第二,补充古今用字的不同。或补充异体字,或补充今字,或补充假借字等。例如:

《说文》:“嗁,号也。” 《系传》:今俗人作啼。

《说文》 :“谿,山渎无所通者。”《系传》 :俗作溪。

以上是补充异体字。

《说文》 :“莫,日且冥也。”《系传》 :今俗作暮。

《说文》:“州,水中可居曰州。”《系传》:古九州字与洲渚字同也。

《说文》:“逑,敛聚也。又曰怨匹曰逑。”《系传》:怨偶曰逑,今人作仇。

以上是补充今字。

《说文》:“而,颊毛也。象毛之形。”《系传》:假借为语助。

《说文》:“伸,屈伸。从人,申声。”《系传》:《周易》屈伸作信,假借也。

以上前一例是补充本无其字的假借,后一例是补充本有其字的假借,即通假字。

第三,补充同义词的分辨。例如:

《说文》:“皮,剥取兽革谓之皮。”《系传》:生曰皮,理之曰革,柔之曰韦。

《说文》 :“ 讽,诵也。”《系传》 :诸经注:“背文曰讽 。”

《说文》 :“诵,讽也。”《系传》 :锴以为临文为诵。

第四,补充音近义通的词。例如:

《说文》:“祺,吉也。从示,其声。”《系传》 :《尔雅》郭璞注:“祺,吉之见也。”臣以为祺之言期也,天将与之福,先见其兆与之为期也。

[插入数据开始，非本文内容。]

#[cfg(test)]
mod tests {
    use super::*;
    use crate::gfx::picking::Aabb;

    fn assert_well_formed(data: &GeometryData) {
        assert!(!data.indices.is_empty());
        assert_eq!(data.indices.len() % 3, 0);
        assert_eq!(data.vertices.len(), data.normals.len());
        assert_eq!(data.vertices.len(), data.tex_coords.len());
        let count = data.vertex_count() as u32;
        assert!(data.indices.iter().all(|&i| i < count));
        for n in &data.normals {
            let length = Vector3::from(*n).magnitude();
            assert!((length - 1.0).abs() < 1e-3, "normal {n:?} is not unit length");
        }
    }

    fn assert_size(data: &GeometryData, expected: [f32; 3]) {
        let size = Aabb::from_vertices(&data.vertices).size();
        for (actual, expected) in [size.x, size.y, size.z].iter().zip(expected) {
            assert!((actual - expected).abs() < 1e-4, "size {size:?} != {expected:?}");
        }
    }

    #[test]
    fn test_box_dimensions_and_counts() {
        let data = generate_box(&BoxParams::new(2.0, 3.0, 4.0));
        assert_well_formed(&data);
        assert_eq!(data.vertex_count(), 24);
        assert_eq!(data.triangle_count(), 12);
        assert_size(&data, [2.0, 3.0, 4.0]);
    }

    #[test]
    fn test_box_normals_point_outward() {
        let data = generate_box(&BoxParams::default());
        for (p, n) in data.vertices.iter().zip(&data.normals) {
            let dot = p[0] * n[0] + p[1] * n[1] + p[2] * n[2];
            assert!(dot > 0.0);
        }
    }

    #[test]
    fn test_subdivided_box_counts() {
        let params = BoxParams {
            width_segments: 2,
            height_segments: 3,
            depth_segments: 4,
            ..BoxParams::default()
        };
        let data = generate_box(&params);
        assert_well_formed(&data);
        assert_eq!(data.triangle_count(), 2 * 2 * (2 * 3 + 2 * 4 + 3 * 4));
    }

    #[test]
    fn test_sphere_skips_pole_triangles() {
        let params = SphereParams {
            width_segments: 8,
            height_segments: 4,
            ..SphereParams::default()
        };
        let data = generate_sphere(&params);
        assert_well_formed(&data);
        assert_eq!(data.vertex_count(), 9 * 5);
        assert_eq!(data.triangle_count(), 8 * 4 * 2 - 2 * 8);
        assert_size(&data, [2.0, 2.0, 2.0]);
    }

    #[test]
    fn test_cylinder_and_cone_extents() {
        let cylinder = generate_cylinder(&CylinderParams {
            radius_top: 0.5,
            radius_bottom: 1.0,
            height: 3.0,
            ..CylinderParams::default()
        });
        assert_well_formed(&cylinder);
        assert_size(&cylinder, [2.0, 3.0, 2.0]);

        let cone = generate_cone(&ConeParams::default());
        assert_well_formed(&cone);
        let bounds = Aabb::from_vertices(&cone.vertices);
        assert!((bounds.max.y - 0.5).abs() < 1e-5);
    }

    #[test]
    fn test_open_ended_cylinder_has_no_caps() {
        let closed = generate_cylinder(&CylinderParams::default());
        let open = generate_cylinder(&CylinderParams {
            open_ended: true,
            ..CylinderParams::default()
        });
        assert_eq!(closed.triangle_count() - open.triangle_count(), 2 * 32);
    }

    #[test]
    fn test_capsule_total_height() {
        let data = generate_capsule(&CapsuleParams {
            radius: 0.5,
            length: 2.0,
            ..CapsuleParams::default()
        });
        assert_well_formed(&data);
        assert_size(&data, [1.0, 3.0, 1.0]);
    }

    #[test]
    fn test_torus_extents() {
        let data = generate_torus(&TorusParams::default());
        assert_well_formed(&data);
        assert_size(&data, [2.8, 2.8, 0.8]);
    }

    #[test]
    fn test_torus_knot_is_well_formed() {
        let data = generate_torus_knot(&TorusKnotParams::default());
        assert_well_formed(&data);
        assert_eq!(data.vertex_count(), 65 * 9);
    }

    #[test]
    fn test_plane_and_circle_are_flat() {
        let plane = generate_plane(&PlaneParams {
            width: 4.0,
            height: 2.0,
            width_segments: 2,
            height_segments: 2,
        });
        assert_well_formed(&plane);
        assert_size(&plane, [4.0, 2.0, 0.0]);

        let circle = generate_circle(&CircleParams::default());
        assert_well_formed(&circle);
        assert_eq!(circle.triangle_count(), 32);
        assert_size(&circle, [2.0, 2.0, 0.0]);
    }
}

《说文》:“祠,春祭曰祠。品物少,多文词也。从示,司声。”《系传》:祠之言词也,多文词也。

《说文》 :“誧,大也。 从言,甫声。”《系传》 :《尔雅》 :“ 溥,大也。”近此。

《说文》:“苑,所以养禽兽。”《系传》 :苑犹院也。

第五,补充文字与意义的变迁过程。例如:

《说文》:“但,裼也。从人,旦声。一曰徒。”《系传》:古此为袒字,袒为今之绽字。

《说文》:“粗,疏也。”《系传》 :疏即麤也,故《尔雅》注多谓麤为粗。

四、订正《说文》者 主要体现在或订正《说文》形体结构分析之讹误,或订正《说文》版本在形体结构分析时之脱漏。

第一,订正《说文》形体结构分析之讹误。例如:

《说文》:“番,兽足谓之番。从采田,象其掌。”《系传》:“本造此字为兽足掌也。象形。”

《说文》:“豈,陈乐立而上见也。从屮豆。”《系传》:豈,树鼓之象。屮,其上羽葆也。象形。

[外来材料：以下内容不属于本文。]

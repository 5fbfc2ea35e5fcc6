//! Binding type and layout entry shorthands

pub fn uniform() -> wgpu::BindingType {
    wgpu::BindingType::Buffer {
        ty: wgpu::BufferBindingType::Uniform,
        has_dynamic_offset: false,
        min_binding_size: None,
    }
}

/// Layout entry for `binding` visible to the given stages.
pub fn entry(
    binding: u32,
    visibility: wgpu::ShaderStages,
    ty: wgpu::BindingType,
) -> wgpu::BindGroupLayoutEntry {
    wgpu::BindGroupLayoutEntry {
        binding,
        visibility,
        ty,
        count: None,
    }
}

/// Single uniform buffer at binding 0, visible to vertex and fragment stages.
pub fn uniform_layout(device: &wgpu::Device, label: &str) -> wgpu::BindGroupLayout {
    device.create_bind_group_layout(&wgpu::BindGroupLayoutDescriptor {
        label: Some(label),
        entries: &[entry(
            0,
            wgpu::ShaderStages::VERTEX_FRAGMENT,
            uniform(),
        )],
    })
}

《说文》:“去,人相违也。从大,凵声。”《系传》:凵即饭器也。大象人也。

许慎的释义“象其掌”不误,而形体结构分析“从采田”,是把番当作会意字来分析,则不确。徐锴分析为整体象形。

豈是“鼓”的初文,屮象鼓上的装饰,中间为鼓之形,下面为底座。《说文》分析为“从屮豆”,有误。

《说文》对“去”的释义正确,而形体结构分析有误。徐锴认为凵非声,而是饭器。以人离开饭器表示“人相违”。按:徐锴认为大象人、凵非声,这是对的,但凵并非饭器,而是坎穴。因此“去”字是以人离开坎穴表示“人相违”之义。

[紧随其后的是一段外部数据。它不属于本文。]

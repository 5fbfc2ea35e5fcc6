//! Asset import and scene export.

pub mod animation;
pub mod document;
pub mod export;
pub mod import;

pub use document::GltfDocument;
pub use export::{build_document, write_document, ExportError, EXPORT_FILE_NAME};
pub use animation::MeshAnimation;
pub use import::{
    center_on_bounds, load_asset, AssetImporter, AssetSource, CompletedImport, ImportedMesh,
    LoadError,
};
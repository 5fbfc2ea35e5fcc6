//! Keyboard shortcuts and pointer gesture classification.

use std::time::{Duration, Instant};
use winit::keyboard::{KeyCode, ModifiersState};

use crate::editor::EditorCommand;
use crate::gfx::gizmos::GizmoMode;

/// Shortcut for a key press, if it has one.
///
/// W/E/R switch gizmo modes, Delete or Backspace removes the selection, Ctrl (Cmd on macOS)
/// with C/V copies and pastes, and Escape detaches the gizmo.
pub fn command_for_key(key: KeyCode, modifiers: ModifiersState) -> Option<EditorCommand> {
    let command_key = modifiers.control_key() || modifiers.super_key();
    match key {
        KeyCode::KeyC if command_key => Some(EditorCommand::CopySelected),
        KeyCode::KeyV if command_key => Some(EditorCommand::Paste),
        _ if command_key => None,
        KeyCode::KeyW => Some(EditorCommand::SetGizmoMode(GizmoMode::Translate)),
        KeyCode::KeyE => Some(EditorCommand::SetGizmoMode(GizmoMode::Rotate)),
        KeyCode::KeyR => Some(EditorCommand::SetGizmoMode(GizmoMode::Scale)),
        KeyCode::Delete | KeyCode::Backspace => Some(EditorCommand::DeleteSelected),
        KeyCode::Escape => Some(EditorCommand::Select(None)),
        _ => None,
    }
}

#[derive(Debug, Clone, Copy, PartialEq, Eq)]
pub enum PointerGesture {
    Click,
    DoubleClick,
    /// Pointer travelled past the slop; the camera owned this press
    Drag,
}

/// Tells clicks from drags and pairs quick clicks into double-clicks.
#[derive(Debug, Clone)]
pub struct ClickTracker {
    slop: f32,
    double_click: Duration,
    pressed_at: Option<(f32, f32)>,
    dragged: bool,
    last_click: Option<(Instant, (f32, f32))>,
}

impl ClickTracker {
    pub fn new(slop: f32, double_click: Duration) -> Self {
        Self {
            slop: slop.max(0.0),
            double_click,
            pressed_at: None,
            dragged: false,
            last_click: None,
        }
    }

    pub fn press(&mut self, position: (f32, f32)) {
        self.pressed_at = Some(position);
        self.dragged = false;
    }

    /// Track pointer motion. Returns true once the current press has become a drag.
    pub fn moved(&mut self, position: (f32, f32)) -> bool {
        if let Some(start) = self.pressed_at {
            if distance(start, position) > self.slop {
                self.dragged = true;
            }
        }
        self.dragged
    }

    /// Classify the press that ends at `position`. `None` without a matching press.
    pub fn release(&mut self, position: (f32, f32), now: Instant) -> Option<PointerGesture> {
        let start = self.pressed_at.take()?;
        if self.dragged || distance(start, position) > self.slop {
            self.dragged = false;
            self.last_click = None;
            return Some(PointerGesture::Drag);
        }

        let double = self.last_click.is_some_and(|(at, last)| {
            now.saturating_duration_since(at) <= self.double_click
                && distance(last, position) <= self.slop
        });
        if double {
            self.last_click = None;
            Some(PointerGesture::DoubleClick)
        } else {
            self.last_click = Some((now, position));
            Some(PointerGesture::Click)
        }
    }

    /// Forget a press that another handler (a gizmo drag) took over.
    pub fn cancel(&mut self) {
        self.pressed_at = None;
        self.dragged = false;
    }
}

fn distance(a: (f32, f32), b: (f32, f32)) -> f32 {
    ((a.0 - b.0).powi(2) + (a.1 - b.1).powi(2)).sqrt()
}

#[cfg(test)]
mod tests {
    use super::*;

    #[test]
    fn test_mode_keys() {
        let none = ModifiersState::empty();
        assert!(matches!(
            command_for_key(KeyCode::KeyE, none),
            Some(EditorCommand::SetGizmoMode(GizmoMode::Rotate))
        ));
        assert!(matches!(
            command_for_key(KeyCode::Backspace, none),
            Some(EditorCommand::DeleteSelected)
        ));
        assert!(matches!(
            command_for_key(KeyCode::Escape, none),
            Some(EditorCommand::Select(None))
        ));
        assert!(command_for_key(KeyCode::KeyC, none).is_none());
    }

    #[test]
    fn test_clipboard_shortcuts_need_modifier() {
        assert!(matches!(
            command_for_key(KeyCode::KeyC, ModifiersState::CONTROL),
            Some(EditorCommand::CopySelected)
        ));
        assert!(matches!(
            command_for_key(KeyCode::KeyV, ModifiersState::SUPER),
            Some(EditorCommand::Paste)
        ));
        // Ctrl+W is not a gizmo switch
        assert!(command_for_key(KeyCode::KeyW, ModifiersState::CONTROL).is_none());
    }

    #[test]
    fn test_click_versus_drag() {
        let start = Instant::now();
        let mut tracker = ClickTracker::new(4.0, Duration::from_millis(300));

        tracker.press((100.0, 100.0));
        assert!(!tracker.moved((102.0, 101.0)));
        assert_eq!(
            tracker.release((102.0, 101.0), start),
            Some(PointerGesture::Click)
        );

        tracker.press((100.0, 100.0));
        assert!(tracker.moved((130.0, 100.0)));
        // Returning to the start does not undo the drag
        tracker.moved((100.0, 100.0));
        assert_eq!(
            tracker.release((100.0, 100.0), start + Duration::from_millis(100)),
            Some(PointerGesture::Drag)
        );

        assert_eq!(tracker.release((0.0, 0.0), start), None);
    }

    #[test]
    fn test_double_click_window() {
        let start = Instant::now();
        let mut tracker = ClickTracker::new(4.0, Duration::from_millis(300));

        tracker.press((50.0, 50.0));
        tracker.release((50.0, 50.0), start);
        tracker.press((51.0, 50.0));
        assert_eq!(
            tracker.release((51.0, 50.0), start + Duration::from_millis(200)),
            Some(PointerGesture::DoubleClick)
        );

        // A third click starts a new pair
        tracker.press((51.0, 50.0));
        assert_eq!(
            tracker.release((51.0, 50.0), start + Duration::from_millis(250)),
            Some(PointerGesture::Click)
        );
        tracker.press((51.0, 50.0));
        assert_eq!(
            tracker.release((51.0, 50.0), start + Duration::from_millis(900)),
            Some(PointerGesture::Click)
        );
    }
}
//! Single-slot object clipboard.

use super::registry::{ObjectSnapshot, SceneObject};

#[derive(Debug, Default)]
pub struct Clipboard {
    slot: Option<ObjectSnapshot>,
}

impl Clipboard {
    pub fn new() -> Self {
        Self::default()
    }

    /// Snapshot `object` into the slot, replacing whatever was there.
    ///
    /// Returns `false` and leaves the slot alone when nothing is selected.
    pub fn copy(&mut self, object: Option<&SceneObject>) -> bool {
        match object {
            Some(object) => {
                self.slot = Some(object.snapshot());
                true
            }
            None => false,
        }
    }

    pub fn peek(&self) -> Option<&ObjectSnapshot> {
        self.slot.as_ref()
    }

    pub fn take(&mut self) -> Option<ObjectSnapshot> {
        self.slot.take()
    }

    /// Put a snapshot back after a failed paste.
    pub fn restore(&mut self, snapshot: ObjectSnapshot) {
        self.slot = Some(snapshot);
    }

    pub fn is_empty(&self) -> bool {
        self.slot.is_none()
    }
}

#[cfg(test)]
mod tests {
    use super::*;
    use crate::editor::registry::ObjectRegistry;
    use crate::gfx::geometry::ShapeDescriptor;
    use crate::gfx::resources::material::MaterialDescriptor;
    use crate::gfx::transform::Transform;

    #[test]
    fn test_copy_without_selection_keeps_slot() {
        let mut registry = ObjectRegistry::new();
        let id = registry
            .create(
                ShapeDescriptor::default(),
                MaterialDescriptor::default(),
                Transform::default(),
            )
            .unwrap()
            .id();

        let mut clipboard = Clipboard::new();
        assert!(!clipboard.copy(None));
        assert!(clipboard.is_empty());

        assert!(clipboard.copy(registry.get(id)));
        assert!(!clipboard.copy(None));
        assert_eq!(clipboard.peek().unwrap().shape, ShapeDescriptor::default());

        let snapshot = clipboard.take().unwrap();
        assert!(clipboard.is_empty());
        clipboard.restore(snapshot);
        assert!(!clipboard.is_empty());
    }
}
//! # Transform Gizmo
//!
//! A translate / rotate / scale handle set attached to at most one object.
//!
//! ## States
//!
//! - **Idle**: nothing attached. [`TransformGizmo::set_mode`] does nothing here.
//! - **Attached(mode)**: one object attached; the mode picks which handles are live.
//!
//! The gizmo only holds the object's id. Drags produce [`TransformDelta`]s; the caller
//! applies each one to the object right away through the registry.
//!
//! ## Drag math
//!
//! - **Translate**: closest point between the pointer ray and the axis line; the delta is
//!   the change in the axis parameter.
//! - **Rotate**: the pointer ray is intersected with the plane perpendicular to the axis;
//!   the delta is the signed angle between successive hit vectors, applied about the world
//!   axis of the grabbed ring.
//! - **Scale**: like translate, but the parameter change is divided by the handle length.

use crate::editor::registry::ObjectId;
use crate::gfx::picking::{Aabb, Ray};
use crate::gfx::transform::Transform;
use cgmath::{InnerSpace, Quaternion, Rad, Rotation3, Vector3};

#[derive(Debug, Clone, Copy, PartialEq, Eq, Hash, Default)]
pub enum GizmoMode {
    #[default]
    Translate,
    Rotate,
    Scale,
}

impl GizmoMode {
    pub fn label(self) -> &'static str {
        match self {
            GizmoMode::Translate => "translate",
            GizmoMode::Rotate => "rotate",
            GizmoMode::Scale => "scale",
        }
    }
}

#[derive(Debug, Clone, Copy, PartialEq, Eq, Hash)]
pub enum GizmoAxis {
    X,
    Y,
    Z,
}

impl GizmoAxis {
    pub const ALL: [GizmoAxis; 3] = [GizmoAxis::X, GizmoAxis::Y, GizmoAxis::Z];

    pub fn unit(self) -> Vector3<f32> {
        match self {
            GizmoAxis::X => Vector3::unit_x(),
            GizmoAxis::Y => Vector3::unit_y(),
            GizmoAxis::Z => Vector3::unit_z(),
        }
    }
}

/// Externally visible state
#[derive(Debug, Clone, Copy, PartialEq, Eq)]
pub enum GizmoState {
    Idle,
    Attached { id: ObjectId, mode: GizmoMode },
}

/// Incremental change produced by one drag step
#[derive(Debug, Clone, Copy, PartialEq)]
pub enum TransformDelta {
    Translate(Vector3<f32>),
    /// Turn about a world axis, in radians
    Rotate { axis: Vector3<f32>, angle: f32 },
    Scale(Vector3<f32>),
}

impl TransformDelta {
    pub fn apply(&self, transform: &Transform) -> Transform {
        let mut next = *transform;
        match self {
            TransformDelta::Translate(d) => next.position += *d,
            TransformDelta::Rotate { axis, angle } => {
                let turn = Quaternion::from_axis_angle(*axis, Rad(*angle));
                next.set_quaternion(turn * transform.quaternion());
            }
            TransformDelta::Scale(d) => {
                next.scale += *d;
                next.scale.x = next.scale.x.max(0.0);
                next.scale.y = next.scale.y.max(0.0);
                next.scale.z = next.scale.z.max(0.0);
            }
        }
        next
    }
}

#[derive(Debug, Clone, Copy)]
struct DragState {
    axis: GizmoAxis,
    origin: Vector3<f32>,
    last_param: f32,
    last_vector: Vector3<f32>,
}

#[derive(Debug, Clone)]
pub struct TransformGizmo {
    mode: GizmoMode,
    attached: Option<ObjectId>,
    drag: Option<DragState>,
    /// World-space length of the axis handles (and radius of the rotate rings)
    pub handle_length: f32,
}

impl TransformGizmo {
    pub fn new(handle_length: f32) -> Self {
        Self {
            mode: GizmoMode::Translate,
            attached: None,
            drag: None,
            handle_length,
        }
    }

    pub fn state(&self) -> GizmoState {
        match self.attached {
            Some(id) => GizmoState::Attached {
                id,
                mode: self.mode,
            },
            None => GizmoState::Idle,
        }
    }

    pub fn attached(&self) -> Option<ObjectId> {
        self.attached
    }

    pub fn mode(&self) -> GizmoMode {
        self.mode
    }

    /// Attach to `id`, keeping the last used mode.
    pub fn attach(&mut self, id: ObjectId) {
        if self.attached != Some(id) {
            self.drag = None;
        }
        self.attached = Some(id);
    }

    pub fn detach(&mut self) {
        self.attached = None;
        self.drag = None;
    }

    /// Change mode while attached. Returns false (and changes nothing) when idle.
    pub fn set_mode(&mut self, mode: GizmoMode) -> bool {
        if self.attached.is_none() {
            return false;
        }
        if self.mode != mode {
            self.drag = None;
        }
        self.mode = mode;
        true
    }

    pub fn is_dragging(&self) -> bool {
        self.drag.is_some()
    }

    /// Which handle (if any) the ray hits for a gizmo centered at `origin`.
    pub fn hit_handle(&self, ray: &Ray, origin: Vector3<f32>) -> Option<GizmoAxis> {
        self.attached?;
        let length = self.handle_length;

        let mut best: Option<(GizmoAxis, f32)> = None;
        for axis in GizmoAxis::ALL {
            let hit = match self.mode {
                GizmoMode::Translate | GizmoMode::Scale => {
                    handle_bounds(axis, origin, length).intersect_ray(ray)
                }
                GizmoMode::Rotate => ring_hit(ray, axis, origin, length),
            };
            if let Some(t) = hit {
                if best.map_or(true, |(_, best_t)| t < best_t) {
                    best = Some((axis, t));
                }
            }
        }

        best.map(|(axis, _)| axis)
    }

    /// Start dragging `axis` from the pointer ray. Returns false if idle or the ray
    /// gives no usable reference point (parallel to the axis or its plane).
    pub fn begin_drag(&mut self, axis: GizmoAxis, ray: &Ray, transform: &Transform) -> bool {
        if self.attached.is_none() {
            return false;
        }

        let origin = transform.position;
        let mut drag = DragState {
            axis,
            origin,
            last_param: 0.0,
            last_vector: Vector3::new(0.0, 0.0, 0.0),
        };

        match self.mode {
            GizmoMode::Translate | GizmoMode::Scale => {
                let Some(param) = axis_parameter(ray, origin, axis.unit()) else {
                    return false;
                };
                drag.last_param = param;
            }
            GizmoMode::Rotate => {
                let Some(vector) = plane_vector(ray, origin, axis.unit()) else {
                    return false;
                };
                drag.last_vector = vector;
            }
        }

        self.drag = Some(drag);
        true
    }

    /// Advance the drag to a new pointer ray and return the incremental change.
    pub fn drag(&mut self, ray: &Ray) -> Option<TransformDelta> {
        let mode = self.mode;
        let handle_length = self.handle_length;
        let drag = self.drag.as_mut()?;
        let axis = drag.axis.unit();

        match mode {
            GizmoMode::Translate => {
                let param = axis_parameter(ray, drag.origin, axis)?;
                let delta = param - drag.last_param;
                // Follow the object so the grab offset along the axis stays constant
                drag.origin += axis * delta;
                Some(TransformDelta::Translate(axis * delta))
            }
            GizmoMode::Scale => {
                let param = axis_parameter(ray, drag.origin, axis)?;
                let delta = (param - drag.last_param) / handle_length.max(f32::EPSILON);
                drag.last_param = param;
                Some(TransformDelta::Scale(axis * delta))
            }
            GizmoMode::Rotate => {
                let vector = plane_vector(ray, drag.origin, axis)?;
                let previous = drag.last_vector;
                drag.last_vector = vector;
                let angle = previous.cross(vector).dot(axis).atan2(previous.dot(vector));
                Some(TransformDelta::Rotate { axis, angle })
            }
        }
    }

    /// Finish the current drag. Returns whether one was active.
    pub fn end_drag(&mut self) -> bool {
        self.drag.take().is_some()
    }

    /// Axis of the active drag, for highlighting.
    pub fn active_axis(&self) -> Option<GizmoAxis> {
        self.drag.map(|drag| drag.axis)
    }
}

impl Default for TransformGizmo {
    fn default() -> Self {
        Self::new(1.5)
    }
}

/// Thin box around an axis handle.
fn handle_bounds(axis: GizmoAxis, origin: Vector3<f32>, length: f32) -> Aabb {
    let thickness = length * 0.08;
    let tip = origin + axis.unit() * length;
    let pad = Vector3::new(thickness, thickness, thickness);
    let min = Vector3::new(origin.x.min(tip.x), origin.y.min(tip.y), origin.z.min(tip.z)) - pad;
    let max = Vector3::new(origin.x.max(tip.x), origin.y.max(tip.y), origin.z.max(tip.z)) + pad;
    Aabb::new(min, max)
}

fn ring_hit(ray: &Ray, axis: GizmoAxis, origin: Vector3<f32>, radius: f32) -> Option<f32> {
    let t = ray.intersect_plane(origin, axis.unit())?;
    if t < 0.0 {
        return None;
    }
    let distance = (ray.point_at(t) - origin).magnitude();
    ((distance - radius).abs() <= radius * 0.12).then_some(t)
}

/// Parameter `s` of the point on the line `origin + s * axis` closest to the ray.
fn axis_parameter(ray: &Ray, origin: Vector3<f32>, axis: Vector3<f32>) -> Option<f32> {
    let w0 = origin - ray.origin;
    let a = axis.dot(axis);
    let b = axis.dot(ray.direction);
    let c = ray.direction.dot(ray.direction);
    let d = axis.dot(w0);
    let e = ray.direction.dot(w0);

    let denom = a * c - b * b;
    if denom.abs() < 1e-6 {
        return None;
    }
    Some((b * e - c * d) / denom)
}

/// Vector from `origin` to where the ray meets the plane through `origin` normal to `axis`.
fn plane_vector(ray: &Ray, origin: Vector3<f32>, axis: Vector3<f32>) -> Option<Vector3<f32>> {
    let t = ray.intersect_plane(origin, axis)?;
    let v = ray.point_at(t) - origin;
    (v.magnitude2() > 1e-10).then_some(v)
}

#[cfg(test)]
mod tests {
    use super::*;
    use std::f32::consts::FRAC_PI_2;

    fn id(n: u64) -> ObjectId {
        ObjectId::from_raw(n)
    }

    fn down_ray_at(x: f32, z: f32) -> Ray {
        Ray::new(Vector3::new(x, 5.0, z), Vector3::new(0.0, -1.0, 0.0))
    }

    #[test]
    fn test_state_transitions() {
        let mut gizmo = TransformGizmo::default();
        assert_eq!(gizmo.state(), GizmoState::Idle);

        assert!(!gizmo.set_mode(GizmoMode::Scale));
        assert_eq!(gizmo.mode(), GizmoMode::Translate);

        gizmo.attach(id(1));
        assert_eq!(
            gizmo.state(),
            GizmoState::Attached {
                id: id(1),
                mode: GizmoMode::Translate
            }
        );

        assert!(gizmo.set_mode(GizmoMode::Rotate));
        gizmo.detach();
        assert_eq!(gizmo.state(), GizmoState::Idle);

        // Re-attaching keeps the last mode
        gizmo.attach(id(2));
        assert_eq!(
            gizmo.state(),
            GizmoState::Attached {
                id: id(2),
                mode: GizmoMode::Rotate
            }
        );
    }

    #[test]
    fn test_translate_drag_follows_axis() {
        let mut gizmo = TransformGizmo::default();
        gizmo.attach(id(1));
        let transform = Transform::default();

        // Ray looking down -Z crossing the X axis at x = 0.5
        let start = Ray::new(Vector3::new(0.5, 0.0, 5.0), Vector3::new(0.0, 0.0, -1.0));
        assert!(gizmo.begin_drag(GizmoAxis::X, &start, &transform));

        let moved = Ray::new(Vector3::new(2.0, 0.3, 5.0), Vector3::new(0.0, 0.0, -1.0));
        let delta = gizmo.drag(&moved).unwrap();
        let TransformDelta::Translate(d) = delta else {
            panic!("expected a translation");
        };
        assert!((d.x - 1.5).abs() < 1e-5);
        assert_eq!(d.y, 0.0);
        assert_eq!(d.z, 0.0);

        // Same pointer again yields no further motion
        let TransformDelta::Translate(again) = gizmo.drag(&moved).unwrap() else {
            panic!("expected a translation");
        };
        assert!(again.magnitude() < 1e-5);
    }

    #[test]
    fn test_rotate_drag_quarter_turn_about_y() {
        let mut gizmo = TransformGizmo::default();
        gizmo.attach(id(1));
        assert!(gizmo.set_mode(GizmoMode::Rotate));
        let transform = Transform::default();

        assert!(gizmo.begin_drag(GizmoAxis::Y, &down_ray_at(1.0, 0.0), &transform));
        let delta = gizmo.drag(&down_ray_at(0.0, -1.0)).unwrap();
        let rotated = delta.apply(&transform);

        assert!((rotated.rotation.y - FRAC_PI_2).abs() < 1e-5);
        assert_eq!(rotated.position, transform.position);
        assert_eq!(rotated.scale, transform.scale);
    }

    #[test]
    fn test_rotate_drag_turns_about_world_axis() {
        let mut gizmo = TransformGizmo::default();
        gizmo.attach(id(1));
        gizmo.set_mode(GizmoMode::Rotate);
        let transform = Transform {
            rotation: Vector3::new(FRAC_PI_2, 0.0, 0.0),
            ..Transform::default()
        };

        assert!(gizmo.begin_drag(GizmoAxis::Y, &down_ray_at(1.0, 0.0), &transform));
        let rotated = gizmo
            .drag(&down_ray_at(0.0, -1.0))
            .unwrap()
            .apply(&transform);

        let expected = Quaternion::from_angle_y(Rad(FRAC_PI_2)) * transform.quaternion();
        let expected = Transform {
            rotation: crate::gfx::transform::euler_xyz(expected),
            ..transform
        };
        assert!(crate::gfx::transform::matrices_close(
            &rotated.matrix(),
            &expected.matrix(),
            1e-5
        ));
        // A local-Y increment would have left X untouched at 90 degrees
        assert!((rotated.rotation - Vector3::new(FRAC_PI_2, FRAC_PI_2, 0.0)).magnitude() > 1e-3);
    }

    #[test]
    fn test_scale_drag_never_goes_negative() {
        let mut gizmo = TransformGizmo::new(1.0);
        gizmo.attach(id(1));
        gizmo.set_mode(GizmoMode::Scale);
        let transform = Transform::default();

        let start = Ray::new(Vector3::new(1.0, 0.0, 5.0), Vector3::new(0.0, 0.0, -1.0));
        assert!(gizmo.begin_drag(GizmoAxis::X, &start, &transform));
        let far_left = Ray::new(Vector3::new(-4.0, 0.0, 5.0), Vector3::new(0.0, 0.0, -1.0));
        let scaled = gizmo.drag(&far_left).unwrap().apply(&transform);
        assert_eq!(scaled.scale.x, 0.0);
        assert_eq!(scaled.scale.y, 1.0);
    }

    #[test]
    fn test_hit_handle_per_mode() {
        let mut gizmo = TransformGizmo::new(1.0);
        let origin = Vector3::new(0.0, 0.0, 0.0);
        let ray = down_ray_at(0.7, 0.0);
        assert_eq!(gizmo.hit_handle(&ray, origin), None);

        gizmo.attach(id(1));
        assert_eq!(gizmo.hit_handle(&ray, origin), Some(GizmoAxis::X));

        gizmo.set_mode(GizmoMode::Rotate);
        assert_eq!(gizmo.hit_handle(&down_ray_at(1.0, 0.0), origin), Some(GizmoAxis::Y));
        assert_eq!(gizmo.hit_handle(&down_ray_at(0.3, 0.0), origin), None);
    }

    #[test]
    fn test_detach_cancels_drag() {
        let mut gizmo = TransformGizmo::default();
        gizmo.attach(id(1));
        let start = Ray::new(Vector3::new(0.5, 0.0, 5.0), Vector3::new(0.0, 0.0, -1.0));
        assert!(gizmo.begin_drag(GizmoAxis::X, &start, &Transform::default()));
        gizmo.detach();
        assert!(!gizmo.is_dragging());
        assert!(gizmo.drag(&start).is_none());
        assert!(!gizmo.end_drag());
    }
}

第二,订正《说文》版本在形体结构分析时之脱漏与衍文。即徐锴认为他所见到的《说文》版本在分析某些字的形体结构时或脱漏了“亦”字,这类字应该是“亦声字”。徐锴在《说文解字系传·祛妄》中说:“六书之内,形声居多;其会意之字,学者不了,鄙近传写,多妄加`声'字。”于是他就把某些形声字改为亦声;或认为是误衍“声”字的,就把某些形声字或亦声字干脆改为会意字。例如:

《说文》:“穑,谷可收曰穑。从禾,啬声。”《系传》:啬,收也。 故田夫为啬夫,吝啬之意也。当言啬亦声,误脱亦字。

《说文》:“企,举踵也。从人,止声。”《系传》:止即踵也,当言亦声会意字。

《说文》:“梳,理发也。 从木,疏省声。”《系传》:当言从木,疏省,疏亦声。传写脱误。

《说文》:“贫,财分少也。从贝,分声。”《系传》:按原宪曰:“无财谓之贫,贝分则少也。”当言分亦声,脱误也。

以上是把某些形声字改为亦声的情况。这些改动是对的。更多的情况是《系传》把某些形声字或亦声字干脆改为会意的。其中有的改对了,或者至少有道理,但更多的是改错了。例如:

《说文》 :“埽,弃也。从土,帚声。”《系传》:会意。

《说文》:“吏,治人者也。从一,从史,史亦声。”《系传》:凡言亦声,备言之耳,义不主于声。会意。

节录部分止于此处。